All Good Things is Andrew Jarecki’s fiction-film debut, but it’s not entirely a departure from his 2003 documentary, Capturing the Friedmans, since it’s openly, if loosely, based on real-life (mostly disturbed) individuals. This time the focus is the Dursts, a Manhattan real-estate dynasty—specifically, oldest son Robert (here renamed David Marks), who wanted no part of the family business. David (Gosling) finds potential salvation in Katie (Kirsten Dunst), a free spirit so saintlike that she verges on caricature. The couple’s dreamy early romance, which provides temporary sanctuary from the constant pull of David’s domineering father (Frank Langella), and its eventual collapse supply a solid foundation for some good old-fashioned melodrama.
Derek Cianfrance’s Blue Valentine is more uninhibited, both sexually—the Weinsteins are currently appealing an NC-17 rating—and cinematically. The film, driven less by narrative concerns than by the raw human emotions of Dean (Gosling) and Cindy (Michelle Williams), alternates between scenes of the couple’s glorious beginnings and bitter end, while employing a visual style that corresponds to the mood: the past is filmed completely handheld to express freedom, the present with a fixed camera, tight and unforgiving.
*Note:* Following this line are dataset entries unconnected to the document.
use anyhow::{anyhow, bail, Result};
use nalgebra::{DMatrix, DVector};

/// Hermite interpolation of a segment from its state-discretization nodes to
/// its collocation nodes, on the normalized segment interval [0, 1].
///
/// With `h` the segment duration, `x_d`/`f_d` the values and rates at the
/// discretization nodes:
///
/// ```text
/// x_c    = Ai · x_d + h · Bi · f_d
/// xdot_c = Ad · x_d / h + Bd · f_d
/// ```
///
/// Each matrix is `num_collocation × num_discretization`.
#[derive(Debug, Clone, PartialEq)]
pub struct HermiteMatrices {
    pub ai: DMatrix<f64>,
    pub bi: DMatrix<f64>,
    pub ad: DMatrix<f64>,
    pub bd: DMatrix<f64>,
}

impl HermiteMatrices {
    /// Builds the matrices for value/slope data at `disc` evaluated at `col`.
    pub fn new(disc: &[f64], col: &[f64]) -> Result<Self> {
        if disc.len() < 2 {
            bail!("Hermite interpolation needs at least two nodes, got {}", disc.len());
        }
        let basis = hermite_basis(disc)?;
        let ns = disc.len();
        let nc = col.len();
        let mut ai = DMatrix::zeros(nc, ns);
        let mut bi = DMatrix::zeros(nc, ns);
        let mut ad = DMatrix::zeros(nc, ns);
        let mut bd = DMatrix::zeros(nc, ns);
        for (c, &tau) in col.iter().enumerate() {
            for j in 0..ns {
                let (value, slope) = polynomial_eval(basis.column(2 * j).as_slice(), tau);
                ai[(c, j)] = value;
                ad[(c, j)] = slope;
                let (value, slope) = polynomial_eval(basis.column(2 * j + 1).as_slice(), tau);
                bi[(c, j)] = value;
                bd[(c, j)] = slope;
            }
        }
        Ok(Self { ai, bi, ad, bd })
    }

    pub fn num_discretization(&self) -> usize {
        self.ai.ncols()
    }

    pub fn num_collocation(&self) -> usize {
        self.ai.nrows()
    }

    /// Interpolated values and transcribed rates at the collocation nodes of one
    /// segment of duration `h`.
    pub fn interpolate(
        &self,
        values: &[f64],
        rates: &[f64],
        h: f64,
        col_values: &mut [f64],
        col_rates: &mut [f64],
    ) {
        let ns = self.num_discretization();
        assert_eq!(values.len(), ns, "segment value count mismatch");
        assert_eq!(rates.len(), ns, "segment rate count mismatch");
        for c in 0..self.num_collocation() {
            let mut x = 0.0;
            let mut xdot = 0.0;
            for j in 0..ns {
                x += self.ai[(c, j)] * values[j] + h * self.bi[(c, j)] * rates[j];
                xdot += self.ad[(c, j)] * values[j] / h + self.bd[(c, j)] * rates[j];
            }
            col_values[c] = x;
            col_rates[c] = xdot;
        }
    }
}

/// Monomial coefficients of the Hermite cardinal basis. Column `2j` is the
/// polynomial with unit value at node `j`, column `2j + 1` the one with unit
/// slope there; every other value and slope vanishes.
fn hermite_basis(nodes: &[f64]) -> Result<DMatrix<f64>> {
    let size = 2 * nodes.len();
    let mut confluent = DMatrix::zeros(size, size);
    for (i, &node) in nodes.iter().enumerate() {
        let mut power = 1.0;
        for k in 0..size {
            confluent[(2 * i, k)] = power;
            if k + 1 < size {
                confluent[(2 * i + 1, k + 1)] = (k + 1) as f64 * power;
            }
            power *= node;
        }
    }
    let lu = confluent.lu();
    if !lu.is_invertible() {
        bail!("Confluent Vandermonde matrix is singular; nodes must be distinct");
    }
    let mut basis = DMatrix::zeros(size, size);
    for j in 0..size {
        let mut rhs = DVector::zeros(size);
        rhs[j] = 1.0;
        let sol = lu
            .solve(&rhs)
            .ok_or_else(|| anyhow!("Failed to solve for Hermite basis coefficients"))?;
        basis.set_column(j, &sol);
    }
    Ok(basis)
}

/// Value and first derivative of `Σ coeffs[k] x^k`.
fn polynomial_eval(coeffs: &[f64], x: f64) -> (f64, f64) {
    let mut value = 0.0;
    let mut slope = 0.0;
    for &c in coeffs.iter().rev() {
        slope = slope * x + value;
        value = value * x + c;
    }
    (value, slope)
}

#[cfg(test)]
mod tests {
    use super::*;

    fn assert_matrix(actual: &DMatrix<f64>, expected: &[f64]) {
        assert_eq!(actual.len(), expected.len());
        for (a, e) in actual.row_iter().flat_map(|r| r.iter().copied().collect::<Vec<_>>()).zip(expected) {
            assert!((a - e).abs() < 1e-12, "{actual} vs {expected:?}");
        }
    }

    #[test]
    fn third_order_matrices_match_closed_form() {
        let m = HermiteMatrices::new(&[0.0, 1.0], &[0.5]).expect("matrices should compute");
        assert_matrix(&m.ai, &[0.5, 0.5]);
        assert_matrix(&m.bi, &[0.125, -0.125]);
        assert_matrix(&m.ad, &[-1.5, 1.5]);
        assert_matrix(&m.bd, &[-0.25, -0.25]);
    }

    #[test]
    fn polynomial_eval_uses_horner() {
        // 1 + 2x + 3x^2 at x = 2
        assert_eq!(polynomial_eval(&[1.0, 2.0, 3.0], 2.0), (17.0, 14.0));
    }

    #[test]
    fn interpolation_is_exact_for_matching_degree() {
        // Three discretization nodes support degree 5.
        let disc = [0.0, 0.5, 1.0];
        let col = [0.2, 0.7];
        let m = HermiteMatrices::new(&disc, &col).expect("matrices should compute");
        let h = 2.5;
        // x(t) = t^5 - 2 t^2 on t in [0, h], tau = t / h.
        let x = |t: f64| t.powi(5) - 2.0 * t * t;
        let dx = |t: f64| 5.0 * t.powi(4) - 4.0 * t;
        let values: Vec<f64> = disc.iter().map(|tau| x(tau * h)).collect();
        let rates: Vec<f64> = disc.iter().map(|tau| dx(tau * h)).collect();
        let mut col_values = [0.0; 2];
        let mut col_rates = [0.0; 2];
        m.interpolate(&values, &rates, h, &mut col_values, &mut col_rates);
        for (c, tau) in col.iter().enumerate() {
            assert!((col_values[c] - x(tau * h)).abs() < 1e-10);
            assert!((col_rates[c] - dx(tau * h)).abs() < 1e-10);
        }
    }

    #[test]
    fn duplicate_nodes_are_rejected() {
        let err = HermiteMatrices::new(&[0.0, 0.0], &[0.5]).expect_err("singular system");
        assert!(format!("{err}").contains("singular"));
    }
}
But unlike Bergman’s searing Scenes from a Marriage, which sustains itself for every one of its 299 devastating minutes, Blue Valentine begins to falter somewhere during its 114. Perhaps because neither half of the couple is ultimately all that compelling, their trials and tribulations grow tiresome.
When Dean first meets Cindy in Blue Valentine, she is pregnant with someone else’s child, but he’s so smitten that he unhesitatingly agrees to raise it as his own. In All Good Things, David flatly refuses to have a family—even at one point forcing Katie, who desperately wants a baby, to have an abortion. And just as well, since David becomes increasingly controlling and abusive due to mounting fears that he’s losing his wife to her medical-career ambitions (in Blue Valentine, too, the wife’s aspirations, also within the medical field, far surpass the husband’s). And then one day Katie simply disappears. In real life, the case remains unsolved; the movie takes liberties to tell it like it probably is.
So while All Good Things can be accurately classified as a mystery, both films address a far more complicated matter: where does all the love go?